The value of this idea for a certain type of theodicy is clear enough.
This caused theological difficulties when these ideas were absorbed into Christianity. I'll quote a bit of what Lovejoy has to say about those difficulties:
"For that conception, when taken over into Christianity, had to be accommodated to very different principles, drawn from other sources, which forbade its literal interpretation; to carry it through to what seemed to be its necessary implications was to be sure of falling into one theological pitfall or another."
The big pitfalls were: determinism on the one hand, antinomianism on the other. Since the principle tells us that things must be as they are, it implies that God had no choice in the issue at hand, He had to create exactly the world he did. Yet to deny freedom to God ... that was an inference whence one had to shrink. Also, since the principle of plenitude tells us that the bad is part of the perfect overall plan, it tends to erase the badness of the bad too thoroughly for comfort, making sin too easily forgivable.

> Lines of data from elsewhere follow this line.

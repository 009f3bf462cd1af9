//! Configuration management.
//!
//! Settings come from a TOML file, then `LOSTPETS_*` environment variables
//! override individual values:
//!
//! ```toml
//! [database]
//! backend = "sqlite"
//! path = "/var/lib/lostpets/registry.db"
//!
//! [matching]
//! workers = 2
//! queue_capacity = 64
//!
//! [email]
//! host = "smtp.example.com"
//! port = 587
//! user = "registry@example.com"
//! password = "hunter2"
//! link_base = "https://lostpets.example.com/private/"
//!
//! [fields.postings]
//! petname = "pets.name"
//! ```

mod email;

pub use email::EmailConfig;

use crate::query::FieldMap;
use crate::{Error, Result};
use serde::Deserialize;
use std::collections::HashMap;
use std::path::{Path, PathBuf};

/// Environment variable pointing at a config file.
pub const CONFIG_PATH_ENV: &str = "LOSTPETS_CONFIG_PATH";

/// Main configuration for lostpets.
#[derive(Debug, Clone, Default, Deserialize)]
#[serde(default)]
pub struct LostPetsConfig {
    /// Storage settings.
    pub database: DatabaseConfig,
    /// Background match search settings.
    pub matching: MatchingConfig,
    /// SMTP notification settings.
    pub email: EmailConfig,
    /// Logging settings.
    pub logging: LoggingConfig,
    /// Metrics settings.
    pub metrics: MetricsConfig,
    /// Field-map overrides per record kind.
    pub fields: FieldsConfig,
}

/// Storage backend selection.
#[derive(Debug, Clone, Copy, PartialEq, Eq, Default, Deserialize)]
#[serde(rename_all = "lowercase")]
pub enum BackendKind {
    /// Embedded `SQLite` file.
    #[default]
    Sqlite,
    /// PostgreSQL server (requires the `postgres` feature).
    Postgres,
}

impl BackendKind {
    /// Parses a backend name.
    ///
    /// # Errors
    ///
    /// Returns [`Error::InvalidInput`] for unknown names.
    pub fn parse(s: &str) -> Result<Self> {
        match s.to_lowercase().as_str() {
            "sqlite" => Ok(Self::Sqlite),
            "postgres" | "postgresql" => Ok(Self::Postgres),
            other => Err(Error::InvalidInput(format!("unknown backend '{other}'"))),
        }
    }
}

/// `[database]` section.
#[derive(Debug, Clone, Default, Deserialize)]
#[serde(default)]
pub struct DatabaseConfig {
    /// Which backend to open.
    pub backend: BackendKind,
    /// `SQLite` file; defaults to the platform data dir.
    pub path: Option<PathBuf>,
    /// PostgreSQL connection URL.
    pub url: Option<String>,
    /// PostgreSQL pool size.
    pub pool_size: Option<usize>,
}

impl DatabaseConfig {
    /// Resolves the `SQLite` path, falling back to the platform data dir.
    #[must_use]
    pub fn sqlite_path(&self) -> PathBuf {
        if let Some(path) = &self.path {
            return path.clone();
        }
        directories::ProjectDirs::from("", "", "lostpets").map_or_else(
            || PathBuf::from("lostpets.db"),
            |dirs| dirs.data_dir().join("lostpets.db"),
        )
    }
}

/// `[matching]` section.
#[derive(Debug, Clone, Deserialize)]
#[serde(default)]
pub struct MatchingConfig {
    /// Number of worker tasks running searches.
    pub workers: usize,
    /// Jobs that may wait before new ones are rejected.
    pub queue_capacity: usize,
}

impl Default for MatchingConfig {
    fn default() -> Self {
        Self {
            workers: 2,
            queue_capacity: 64,
        }
    }
}

/// Log output format.
#[derive(Debug, Clone, Copy, PartialEq, Eq, Default, Deserialize)]
#[serde(rename_all = "lowercase")]
pub enum LogFormat {
    /// Human-readable multi-line output.
    #[default]
    Pretty,
    /// One JSON object per line.
    Json,
}

impl LogFormat {
    /// Parses a format name, defaulting to pretty.
    #[must_use]
    pub fn parse(s: &str) -> Self {
        match s.to_lowercase().as_str() {
            "json" => Self::Json,
            _ => Self::Pretty,
        }
    }
}

/// `[logging]` section.
#[derive(Debug, Clone, Deserialize)]
#[serde(default)]
pub struct LoggingConfig {
    /// `EnvFilter` directive, e.g. `info` or `lostpets=debug`.
    pub level: String,
    /// Output format.
    pub format: LogFormat,
    /// Append logs to this file instead of stderr.
    pub file: Option<PathBuf>,
}

impl Default for LoggingConfig {
    fn default() -> Self {
        Self {
            level: "info".to_string(),
            format: LogFormat::Pretty,
            file: None,
        }
    }
}

/// `[metrics]` section.
#[derive(Debug, Clone, Deserialize)]
#[serde(default)]
pub struct MetricsConfig {
    /// Whether to install the Prometheus exporter.
    pub enabled: bool,
    /// Listen port for the exporter.
    pub port: u16,
}

impl Default for MetricsConfig {
    fn default() -> Self {
        Self {
            enabled: false,
            port: 9090,
        }
    }
}

/// `[fields.*]` sections: logical name to physical column.
#[derive(Debug, Clone, Default, Deserialize)]
#[serde(default)]
pub struct FieldsConfig {
    /// Overrides applied to the postings map.
    pub postings: HashMap<String, String>,
    /// Overrides applied to the sightings map.
    pub sightings: HashMap<String, String>,
}

impl FieldsConfig {
    /// Built-in postings map with overrides applied.
    #[must_use]
    pub fn postings_map(&self) -> FieldMap {
        FieldMap::postings().with_overrides(&self.postings)
    }

    /// Built-in sightings map with overrides applied.
    #[must_use]
    pub fn sightings_map(&self) -> FieldMap {
        FieldMap::sightings().with_overrides(&self.sightings)
    }
}

impl LostPetsConfig {
    /// Creates a configuration with default values.
    #[must_use]
    pub fn new() -> Self {
        Self::default()
    }

    /// Loads configuration from a file path.
    ///
    /// # Errors
    ///
    /// Returns an error if the file cannot be read or parsed.
    pub fn load_from_file(path: &Path) -> Result<Self> {
        let contents = std::fs::read_to_string(path).map_err(|e| Error::OperationFailed {
            operation: "read_config_file".to_string(),
            cause: format!("{}: {e}", path.display()),
        })?;
        Self::parse(&contents)
    }

    /// Parses configuration from TOML text.
    ///
    /// # Errors
    ///
    /// Returns [`Error::InvalidInput`] if the text is not valid config.
    pub fn parse(contents: &str) -> Result<Self> {
        toml::from_str(contents).map_err(|e| Error::InvalidInput(format!("config: {e}")))
    }

    /// Loads configuration the way the binary does.
    ///
    /// Reads `.env` if present, then the first config file found among
    /// `explicit`, `$LOSTPETS_CONFIG_PATH` and the platform config dir, then
    /// applies environment overrides. A missing file yields defaults; an
    /// unreadable or malformed one is an error.
    ///
    /// # Errors
    ///
    /// Returns an error if a config file exists but cannot be loaded, or an
    /// override has an invalid value.
    pub fn load(explicit: Option<&Path>) -> Result<Self> {
        // A missing .env is normal.
        let _ = dotenvy::dotenv();

        let path = explicit
            .map(Path::to_path_buf)
            .or_else(|| std::env::var_os(CONFIG_PATH_ENV).map(PathBuf::from))
            .or_else(default_config_path);

        let mut config = match path {
            Some(path) if path.exists() => Self::load_from_file(&path)?,
            Some(path) if explicit.is_some() => {
                return Err(Error::NotFound(format!(
                    "config file {}",
                    path.display()
                )));
            },
            _ => Self::default(),
        };
        config.apply_env(|key| std::env::var(key).ok())?;
        config.validate()?;
        Ok(config)
    }

    /// Applies `LOSTPETS_*` overrides read through `lookup`.
    ///
    /// # Errors
    ///
    /// Returns [`Error::InvalidInput`] if a numeric override does not parse.
    pub fn apply_env(&mut self, lookup: impl Fn(&str) -> Option<String>) -> Result<()> {
        if let Some(v) = lookup("LOSTPETS_DB_BACKEND") {
            self.database.backend = BackendKind::parse(&v)?;
        }
        if let Some(v) = lookup("LOSTPETS_DB_PATH") {
            self.database.path = Some(PathBuf::from(v));
        }
        if let Some(v) = lookup("LOSTPETS_DB_URL") {
            self.database.url = Some(v);
        }
        if let Some(v) = lookup("LOSTPETS_DB_POOL_SIZE") {
            self.database.pool_size = Some(parse_number("LOSTPETS_DB_POOL_SIZE", &v)?);
        }
        if let Some(v) = lookup("LOSTPETS_MATCH_WORKERS") {
            self.matching.workers = parse_number("LOSTPETS_MATCH_WORKERS", &v)?;
        }
        if let Some(v) = lookup("LOSTPETS_MATCH_QUEUE_CAPACITY") {
            self.matching.queue_capacity = parse_number("LOSTPETS_MATCH_QUEUE_CAPACITY", &v)?;
        }
        if let Some(v) = lookup("LOSTPETS_LOG_LEVEL") {
            self.logging.level = v;
        }
        if let Some(v) = lookup("LOSTPETS_LOG_FORMAT") {
            self.logging.format = LogFormat::parse(&v);
        }
        if let Some(v) = lookup("LOSTPETS_LOG_FILE") {
            self.logging.file = Some(PathBuf::from(v));
        }
        if let Some(v) = lookup("LOSTPETS_METRICS_ENABLED") {
            self.metrics.enabled = matches!(v.to_lowercase().as_str(), "1" | "true" | "yes");
        }
        if let Some(v) = lookup("LOSTPETS_METRICS_PORT") {
            self.metrics.port = parse_number("LOSTPETS_METRICS_PORT", &v)?;
        }
        self.email.apply_env(&lookup)
    }

    /// Checks values that would make the service unusable.
    ///
    /// # Errors
    ///
    /// Returns [`Error::InvalidInput`] describing the first bad value.
    pub fn validate(&self) -> Result<()> {
        if self.matching.workers == 0 {
            return Err(Error::InvalidInput(
                "matching.workers must be at least 1".to_string(),
            ));
        }
        if self.matching.queue_capacity == 0 {
            return Err(Error::InvalidInput(
                "matching.queue_capacity must be at least 1".to_string(),
            ));
        }
        if self.database.backend == BackendKind::Postgres && self.database.url.is_none() {
            return Err(Error::InvalidInput(
                "database.url is required for the postgres backend".to_string(),
            ));
        }
        Ok(())
    }

    /// Sets the `SQLite` path.
    #[must_use]
    pub fn with_db_path(mut self, path: impl Into<PathBuf>) -> Self {
        self.database.path = Some(path.into());
        self
    }

    /// Sets the worker count and queue capacity.
    #[must_use]
    pub const fn with_matching(mut self, workers: usize, queue_capacity: usize) -> Self {
        self.matching.workers = workers;
        self.matching.queue_capacity = queue_capacity;
        self
    }
}

fn default_config_path() -> Option<PathBuf> {
    let dirs = directories::ProjectDirs::from("", "", "lostpets")?;
    Some(dirs.config_dir().join("config.toml"))
}

pub(crate) fn parse_number<T: std::str::FromStr>(key: &str, value: &str) -> Result<T> {
    value
        .trim()
        .parse()
        .map_err(|_| Error::InvalidInput(format!("{key}: '{value}' is not a valid number")))
}

#[cfg(test)]
mod tests {
    use super::*;
    use std::io::Write;
    use tempfile::NamedTempFile;

    fn env(pairs: &[(&str, &str)]) -> impl Fn(&str) -> Option<String> {
        let map: HashMap<String, String> = pairs
            .iter()
            .map(|(k, v)| ((*k).to_string(), (*v).to_string()))
            .collect();
        move |key| map.get(key).cloned()
    }

    #[test]
    fn test_defaults() {
        let config = LostPetsConfig::new();
        assert_eq!(config.database.backend, BackendKind::Sqlite);
        assert_eq!(config.matching.workers, 2);
        assert_eq!(config.matching.queue_capacity, 64);
        assert_eq!(config.logging.level, "info");
        assert!(!config.metrics.enabled);
        assert!(!config.email.is_enabled());
        assert!(config.validate().is_ok());
    }

    #[test]
    fn test_parse_full_file() {
        let config = LostPetsConfig::parse(
            r#"
            [database]
            backend = "postgres"
            url = "postgres://localhost/lostpets"
            pool_size = 4

            [matching]
            workers = 3
            queue_capacity = 10

            [email]
            host = "smtp.example.com"
            user = "registry@example.com"
            password = "s3cret"
            link_base = "https://lostpets.example/p/"

            [logging]
            level = "debug"
            format = "json"

            [fields.postings]
            petname = "pets.nickname"
            "#,
        )
        .unwrap();

        assert_eq!(config.database.backend, BackendKind::Postgres);
        assert_eq!(config.database.pool_size, Some(4));
        assert_eq!(config.matching.workers, 3);
        assert_eq!(config.email.port, 587);
        assert!(config.email.is_enabled());
        assert_eq!(config.logging.format, LogFormat::Json);
        assert_eq!(config.fields.postings_map().physical("petname"), "pets.nickname");
        assert_eq!(config.fields.sightings_map().physical("petname"), "pets.name");
        assert!(config.validate().is_ok());
    }

    #[test]
    fn test_parse_rejects_unknown_backend() {
        let err = LostPetsConfig::parse("[database]\nbackend = \"oracle\"").unwrap_err();
        assert!(matches!(err, Error::InvalidInput(_)));
    }

    #[test]
    fn test_load_from_file() {
        let mut file = NamedTempFile::new().unwrap();
        writeln!(file, "[matching]\nworkers = 5").unwrap();

        let config = LostPetsConfig::load_from_file(file.path()).unwrap();
        assert_eq!(config.matching.workers, 5);
        assert_eq!(config.matching.queue_capacity, 64);
    }

    #[test]
    fn test_load_explicit_missing_file() {
        let err = LostPetsConfig::load(Some(Path::new("/nonexistent/lostpets.toml"))).unwrap_err();
        assert!(matches!(err, Error::NotFound(_)));
    }

    #[test]
    fn test_env_overrides() {
        let mut config = LostPetsConfig::new();
        config
            .apply_env(env(&[
                ("LOSTPETS_DB_PATH", "/tmp/pets.db"),
                ("LOSTPETS_MATCH_WORKERS", "4"),
                ("LOSTPETS_LOG_FORMAT", "JSON"),
                ("LOSTPETS_METRICS_ENABLED", "true"),
                ("LOSTPETS_SMTP_HOST", "mail.example.com"),
            ]))
            .unwrap();

        assert_eq!(config.database.sqlite_path(), PathBuf::from("/tmp/pets.db"));
        assert_eq!(config.matching.workers, 4);
        assert_eq!(config.logging.format, LogFormat::Json);
        assert!(config.metrics.enabled);
        assert_eq!(config.email.host.as_deref(), Some("mail.example.com"));
    }

    #[test]
    fn test_env_override_bad_number() {
        let mut config = LostPetsConfig::new();
        let err = config
            .apply_env(env(&[("LOSTPETS_MATCH_QUEUE_CAPACITY", "lots")]))
            .unwrap_err();
        assert!(err.to_string().contains("LOSTPETS_MATCH_QUEUE_CAPACITY"));
    }

    #[test]
    fn test_validate() {
        assert!(LostPetsConfig::new().with_matching(0, 8).validate().is_err());
        assert!(LostPetsConfig::new().with_matching(1, 0).validate().is_err());

        let mut config = LostPetsConfig::new();
        config.database.backend = BackendKind::Postgres;
        assert!(config.validate().is_err());
    }
}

It was Abelard, Lovejoy tells us, who "indiscreetly made manifest both the deterministic and the antinomian implications of principles which nearly everyone accepted. It was one of the heresies charged against Abelard by Bernard of Clairvaux that he taught 'that God ought not to prevent evils, since by His beneficence everything that happens does so in the best possible manner.'"
This conflict, between acceptance of the principle of plenitude and rejection of its principles, "which had in the time of Abelard taken the form of open controversy, continued to manifest itself in the form of an inner opposition of tendencies in the minds of individual thinkers."